Ring believes the technology is underused, but Conor MacCormack of Mcor Technologies, in Co Louth, is trying to change this. A former Trinity research engineer, MacCormack and his brother Fintan have designed a more cost-effective machine.
“There have been different technologies which use lasers and resins – very complicated and expensive machines,” he says. “We wanted to bring it to a mass market. The problem with the other machines is that they’re really expensive to run, so we came up with one that uses standard A4 sheets of paper, which makes it 60 times cheaper than the market-leading machine.”

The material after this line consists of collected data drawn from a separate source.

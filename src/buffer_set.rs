//! Per-connection message buffers.

use crate::protocol::codec::HEADER_LEN;

/// Buffers reused across every exchange on one connection.
#[derive(Debug)]
pub struct BufferSet {
    /// Payload of the last message read (grows to fit; fields of any size)
    pub read_buffer: Vec<u8>,
    /// Encoded messages waiting to be written
    pub write_buffer: Vec<u8>,
    /// Type byte of the last message read
    pub type_byte: u8,
    /// Header of the frame being read
    pub(crate) header: [u8; HEADER_LEN],
    /// Bytes of the current frame received so far, header included. Zero
    /// between frames.
    pub(crate) frame_filled: usize,
}

impl BufferSet {
    pub fn new() -> Self {
        Self {
            read_buffer: Vec::with_capacity(8192),
            write_buffer: Vec::with_capacity(8192),
            type_byte: 0,
            header: [0; HEADER_LEN],
            frame_filled: 0,
        }
    }

    /// True while a frame has been partly read.
    pub fn in_frame(&self) -> bool {
        self.frame_filled > 0
    }
}

impl Default for BufferSet {
    fn default() -> Self {
        Self::new()
    }
}
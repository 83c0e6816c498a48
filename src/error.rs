//! Error types for pgprep.

use thiserror::Error;

use crate::protocol::types::Oid;

/// Result type for pgprep operations.
pub type Result<T> = core::result::Result<T, Error>;

/// Fields of an ErrorResponse or NoticeResponse.
///
/// Only the fields the server chose to send are set. Field meanings follow
/// the "Error and Notice Message Fields" section of the protocol docs.
#[derive(Debug, Clone, Default)]
pub struct ServerError {
    pub severity: Option<String>,
    /// `V` field; never translated
    pub severity_non_localized: Option<String>,
    /// Five-character SQLSTATE
    pub code: Option<String>,
    pub message: Option<String>,
    pub detail: Option<String>,
    pub hint: Option<String>,
    /// 1-based character offset into the query text
    pub position: Option<u32>,
    pub where_: Option<String>,
    pub schema: Option<String>,
    pub table: Option<String>,
    pub column: Option<String>,
    pub data_type: Option<String>,
    pub constraint: Option<String>,
    pub routine: Option<String>,
}

impl ServerError {
    /// `V` if present, otherwise `S`.
    pub fn severity(&self) -> Option<&str> {
        match &self.severity_non_localized {
            Some(severity) => Some(severity),
            None => self.severity.as_deref(),
        }
    }

    pub fn code(&self) -> Option<&str> {
        self.code.as_deref()
    }

    /// Primary message; empty if the server omitted it.
    pub fn message(&self) -> &str {
        self.message.as_deref().unwrap_or_default()
    }
}

impl std::fmt::Display for ServerError {
    fn fmt(&self, f: &mut std::fmt::Formatter<'_>) -> std::fmt::Result {
        match (&self.severity, &self.code) {
            (Some(severity), Some(code)) => write!(f, "{severity} {code}: ")?,
            (Some(severity), None) => write!(f, "{severity}: ")?,
            (None, Some(code)) => write!(f, "{code}: ")?,
            (None, None) => {}
        }
        f.write_str(self.message())?;
        for (label, text) in [("DETAIL", &self.detail), ("HINT", &self.hint)] {
            if let Some(text) = text {
                write!(f, "\n{label}: {text}")?;
            }
        }
        Ok(())
    }
}

/// Object an operation was attempted on after it had been closed.
#[derive(Debug, Clone, Copy, PartialEq, Eq)]
pub enum Resource {
    Connection,
    Statement,
}

impl std::fmt::Display for Resource {
    fn fmt(&self, f: &mut std::fmt::Formatter<'_>) -> std::fmt::Result {
        match self {
            Resource::Connection => f.write_str("connection"),
            Resource::Statement => f.write_str("prepared statement"),
        }
    }
}

/// Error type for pgprep.
#[derive(Debug, Error)]
pub enum Error {
    /// The server rejected a specific operation. The connection stays usable.
    #[error("PostgreSQL error: {0}")]
    Server(ServerError),

    /// Malformed or out-of-sequence wire message. Fatal to the connection.
    #[error("Protocol error: {0}")]
    Protocol(String),

    /// I/O error. Fatal to the connection.
    #[error("I/O error: {0}")]
    Io(#[from] std::io::Error),

    /// The connection was closed or terminated while the operation was waiting.
    #[error("connection was closed in the middle of an operation")]
    ConnectionClosed,

    /// The statement or connection had already been closed before the call.
    #[error("{0} is closed")]
    ClosedResource(Resource),

    /// A received value could not be interpreted under its declared type.
    #[error("Decode error: {0}")]
    Decode(String),

    /// Caller error detected before anything was sent (e.g. parameter count).
    #[error("Invalid usage: {0}")]
    InvalidUsage(String),

    /// `fetch_one` got an empty result.
    #[error("query returned no rows")]
    RowNotFound,
}

impl Error {
    /// True if the connection can no longer carry requests after this error.
    pub fn is_connection_broken(&self) -> bool {
        match self {
            Error::Io(_) | Error::Protocol(_) | Error::ConnectionClosed => true,
            // the server ends the session after FATAL and PANIC
            Error::Server(fields) => matches!(fields.severity(), Some("FATAL" | "PANIC")),
            _ => false,
        }
    }

    pub fn sqlstate(&self) -> Option<&str> {
        if let Error::Server(fields) = self {
            fields.code()
        } else {
            None
        }
    }

    /// Server reports that a cached plan no longer matches its result type.
    pub(crate) fn is_stale_plan(&self) -> bool {
        match self {
            Error::Server(fields) => {
                fields.code() == Some("0A000")
                    && fields.message().contains("cached plan must not change result type")
            }
            _ => false,
        }
    }

    pub(crate) fn type_mismatch(value_oid: Oid, target_oid: Oid) -> Self {
        Error::InvalidUsage(format!(
            "cannot encode a value of oid {} as parameter of oid {}",
            value_oid, target_oid
        ))
    }

    pub(crate) fn overflow(from: &str, to: &str) -> Self {
        Error::InvalidUsage(format!("value of type {} overflows {}", from, to))
    }
}

impl<Src: std::fmt::Debug, Dst: std::fmt::Debug + ?Sized>
    From<zerocopy::error::CastError<Src, Dst>> for Error
{
    fn from(err: zerocopy::error::CastError<Src, Dst>) -> Self {
        Error::Protocol(format!("malformed message: {err:?}"))
    }
}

The Mcor machines have been used by architects, artists and designers to build prototypes, but some big manufacturers are beginning to use their own state-of-the-art, top-of-the-range machines to produce finished, working parts.
“A few years ago Volvo called back 100 cars that needed a small gear and the company just made the piece on its rapid-prototyping machine,” says Ring, who can foresee a time when we’ll use desktop machines to download spare parts. “When a bit of your dishwasher breaks you’ll go to the Zanussi website, find the piece and print it off.”
MacCormack is warier. “There is a big debate going on in the industry about how far it’s going to go,” he says. “Some are talking about creating machines that can print out mobile phones and complete devices. I don’t know about that.
“But the market is about to explode. In 2009 there were just under 5,500 3D printers sold globally, but there are millions of computer-aided design installations out there and all of those, in theory, would need to print in 3D. I can see every school, small studio, architect or engineer eventually having the technology.”
If this sounds space age, it is. “They have one of these machines up in the space station,” says Ring. “They weren’t sure whether the plastic would build right in space, so they brought it up in one of those planes that simulates zero gravity and it worked like a charm. They have it because if they break a plastic handle up there they couldn’t spend €20 million sending up a replacement, so instead they have a machine up there to build their own handles.”
So, as we speak, floating somewhere above us there’s a replicator on a spaceship? Ring laughs. “Gene Roddenberry” – the creator of Star Trek– “really is my guide on these things. He got a lot of things right.”